**Try it**
Copy every line in the listing that contains "AwaitingSelectTransition".

**Provided information**
☆ ☆ ☆ ☆
//! Stage handler contracts.
//!
//! A handler runs once per committed leg. It swaps the visible screens and
//! may ask the coordinator for the next leg through a `CoordinatorHandle`;
//! such requests queue behind the leg currently being processed.

use crate::core::LegKind;
use std::fmt;
use std::sync::Arc;
use tokio::sync::broadcast;
use tracing::{debug, warn};

/// Completion entry point of one leg.
pub trait StageHandler: Send + Sync {
    fn on_transition_finished(&self);
}

/// A screen the flow can show or hide. Rendering is the implementor's job.
pub trait Panel: Send + Sync {
    fn name(&self) -> &str;
    fn set_active(&self, active: bool);
    fn is_active(&self) -> bool;
}

/// Broadcast when a panel with side flows attached becomes visible.
#[derive(Clone, Copy, Debug, PartialEq, Eq)]
pub enum PanelEvent {
    PaymentPanelEnabled,
}

/// Sender half of the panel event broadcast.
pub type PanelEvents = broadcast::Sender<PanelEvent>;

pub fn panel_events() -> PanelEvents {
    let (tx, _rx) = broadcast::channel(16);
    tx
}

/// Coarse kiosk state reported to the host application.
#[derive(Clone, Copy, Debug, PartialEq, Eq)]
pub enum KioskState {
    Ready,
    Select,
    WaitingForPayment,
}

/// Receives the kiosk state whenever the flow changes it.
pub trait KioskStateSink: Send + Sync {
    fn set_state(&self, state: KioskState);
}

/// Sound effects the flow asks for. Playback is the implementor's job.
#[derive(Clone, Copy, Debug, PartialEq, Eq)]
pub enum SoundCue {
    FadeIn,
    FadeOut,
    StartButton,
    OutputSuccess,
}

pub trait SoundPlayer: Send + Sync {
    fn play(&self, cue: SoundCue);
}

/// Handler that hides one panel, shows another and optionally announces it.
pub struct PanelSwitch {
    label: &'static str,
    hide: Option<Arc<dyn Panel>>,
    show: Option<Arc<dyn Panel>>,
    announce: Option<(PanelEvents, PanelEvent)>,
}

impl PanelSwitch {
    pub fn new(label: &'static str, hide: Arc<dyn Panel>, show: Arc<dyn Panel>) -> Self {
        Self {
            label,
            hide: Some(hide),
            show: Some(show),
            announce: None,
        }
    }

    /// Switch with possibly unwired panels; missing ones are logged at run time.
    pub fn partial(
        label: &'static str,
        hide: Option<Arc<dyn Panel>>,
        show: Option<Arc<dyn Panel>>,
    ) -> Self {
        Self {
            label,
            hide,
            show,
            announce: None,
        }
    }

    /// Broadcast `event` after the shown panel is activated.
    pub fn announcing(mut self, events: PanelEvents, event: PanelEvent) -> Self {
        self.announce = Some((events, event));
        self
    }
}

impl StageHandler for PanelSwitch {
    fn on_transition_finished(&self) {
        let (Some(hide), Some(show)) = (&self.hide, &self.show) else {
            warn!(handler = self.label, "panel reference is missing");
            return;
        };

        hide.set_active(false);
        show.set_active(true);
        debug!(handler = self.label, hidden = hide.name(), shown = show.name(), "panels switched");

        if let Some((events, event)) = &self.announce {
            // No receivers simply means nobody is listening yet.
            let _ = events.send(*event);
        }
    }
}

impl fmt::Debug for PanelSwitch {
    fn fmt(&self, f: &mut fmt::Formatter<'_>) -> fmt::Result {
        f.debug_struct("PanelSwitch")
            .field("label", &self.label)
            .field("hide", &self.hide.as_ref().map(|p| p.name().to_string()))
            .field("show", &self.show.as_ref().map(|p| p.name().to_string()))
            .finish()
    }
}

/// One optional handler per leg. Payment completion belongs to `PaymentFlow`.
#[derive(Clone, Default)]
pub struct HandlerSet {
    pub ready_to_select: Option<Arc<dyn StageHandler>>,
    pub select_to_filming: Option<Arc<dyn StageHandler>>,
    pub session_end: Option<Arc<dyn StageHandler>>,
    pub filming_back: Option<Arc<dyn StageHandler>>,
}

impl HandlerSet {
    pub fn for_leg(&self, kind: LegKind) -> Option<&Arc<dyn StageHandler>> {
        match kind {
            LegKind::ReadyToSelect => self.ready_to_select.as_ref(),
            LegKind::SelectToFilming => self.select_to_filming.as_ref(),
            LegKind::SessionEnd => self.session_end.as_ref(),
            LegKind::FilmingBackToSelect => self.filming_back.as_ref(),
            LegKind::PaymentCompletion => None,
        }
    }

    /// Legs without a wired handler, payment completion excluded.
    pub fn missing(&self) -> Vec<LegKind> {
        [
            LegKind::ReadyToSelect,
            LegKind::SelectToFilming,
            LegKind::SessionEnd,
            LegKind::FilmingBackToSelect,
        ]
        .into_iter()
        .filter(|kind| self.for_leg(*kind).is_none())
        .collect()
    }
}

impl fmt::Debug for HandlerSet {
    fn fmt(&self, f: &mut fmt::Formatter<'_>) -> fmt::Result {
        f.debug_struct("HandlerSet")
            .field("missing", &self.missing())
            .finish()
    }
}
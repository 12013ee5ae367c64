//! Bounded transition history.
//!
//! A kiosk runs for days, so the history keeps only the most recent
//! records. Sequence numbers keep counting across evictions.

use super::state::State;
use chrono::{DateTime, Utc};
use serde::{Deserialize, Serialize};
use std::collections::VecDeque;
use std::time::Duration;

/// Record of a single committed transition.
///
/// # Example
///
/// ```rust
/// use kiosk_flow::core::{Stage, StateTransition};
/// use chrono::Utc;
///
/// let transition = StateTransition {
///     from: Stage::Idle,
///     to: Stage::AwaitingSelectTransition,
///     timestamp: Utc::now(),
///     sequence: 1,
/// };
/// assert_eq!(transition.sequence, 1);
/// ```
#[derive(Clone, Debug, Serialize, Deserialize)]
#[serde(bound = "")]
pub struct StateTransition<S: State> {
    /// The state being transitioned from
    pub from: S,
    /// The state being transitioned to
    pub to: S,
    /// When the transition committed
    pub timestamp: DateTime<Utc>,
    /// Monotonic number of the transition since the history was created
    pub sequence: u64,
}

/// Ordered, bounded history of transitions.
///
/// # Example
///
/// ```rust
/// use kiosk_flow::core::{Stage, StateHistory};
///
/// let mut history = StateHistory::with_limit(2);
/// history.record(Stage::Idle, Stage::AwaitingSelectTransition);
/// history.record(Stage::AwaitingSelectTransition, Stage::AwaitingFilmingTransition);
/// history.record(Stage::AwaitingFilmingTransition, Stage::PaymentReturn);
///
/// assert_eq!(history.transitions().len(), 2);
/// assert_eq!(history.total_recorded(), 3);
/// ```
#[derive(Clone, Debug, Serialize, Deserialize)]
#[serde(bound = "")]
pub struct StateHistory<S: State> {
    transitions: VecDeque<StateTransition<S>>,
    limit: usize,
    recorded: u64,
}

pub const DEFAULT_HISTORY_LIMIT: usize = 64;

impl<S: State> Default for StateHistory<S> {
    fn default() -> Self {
        Self::with_limit(DEFAULT_HISTORY_LIMIT)
    }
}

impl<S: State> StateHistory<S> {
    /// Create an empty history keeping at most `limit` records (at least one).
    pub fn with_limit(limit: usize) -> Self {
        let limit = limit.max(1);
        Self {
            transitions: VecDeque::with_capacity(limit),
            limit,
            recorded: 0,
        }
    }

    /// Record a transition committed now, evicting the oldest record when full.
    pub fn record(&mut self, from: S, to: S) -> &StateTransition<S> {
        if self.transitions.len() == self.limit {
            self.transitions.pop_front();
        }
        self.recorded += 1;
        self.transitions.push_back(StateTransition {
            from,
            to,
            timestamp: Utc::now(),
            sequence: self.recorded,
        });
        &self.transitions[self.transitions.len() - 1]
    }

    /// States traversed by the retained records, oldest first.
    pub fn get_path(&self) -> Vec<&S> {
        let mut path = Vec::new();
        if let Some(first) = self.transitions.front() {
            path.push(&first.from);
        }
        for transition in &self.transitions {
            path.push(&transition.to);
        }
        path
    }

    /// Time between the oldest and newest retained records.
    pub fn duration(&self) -> Option<Duration> {
        let (first, last) = (self.transitions.front()?, self.transitions.back()?);
        last.timestamp
            .signed_duration_since(first.timestamp)
            .to_std()
            .ok()
    }

    pub fn transitions(&self) -> Vec<StateTransition<S>> {
        self.transitions.iter().cloned().collect()
    }

    pub fn last(&self) -> Option<&StateTransition<S>> {
        self.transitions.back()
    }

    /// Number of transitions ever recorded, including evicted ones.
    pub fn total_recorded(&self) -> u64 {
        self.recorded
    }

    pub fn limit(&self) -> usize {
        self.limit
    }
}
☆ ☆ ☆ ☆
**Response to the exercise**
///     to: Stage::AwaitingSelectTransition,
/// history.record(Stage::Idle, Stage::AwaitingSelectTransition);
/// history.record(Stage::AwaitingSelectTransition, Stage::AwaitingFilmingTransition);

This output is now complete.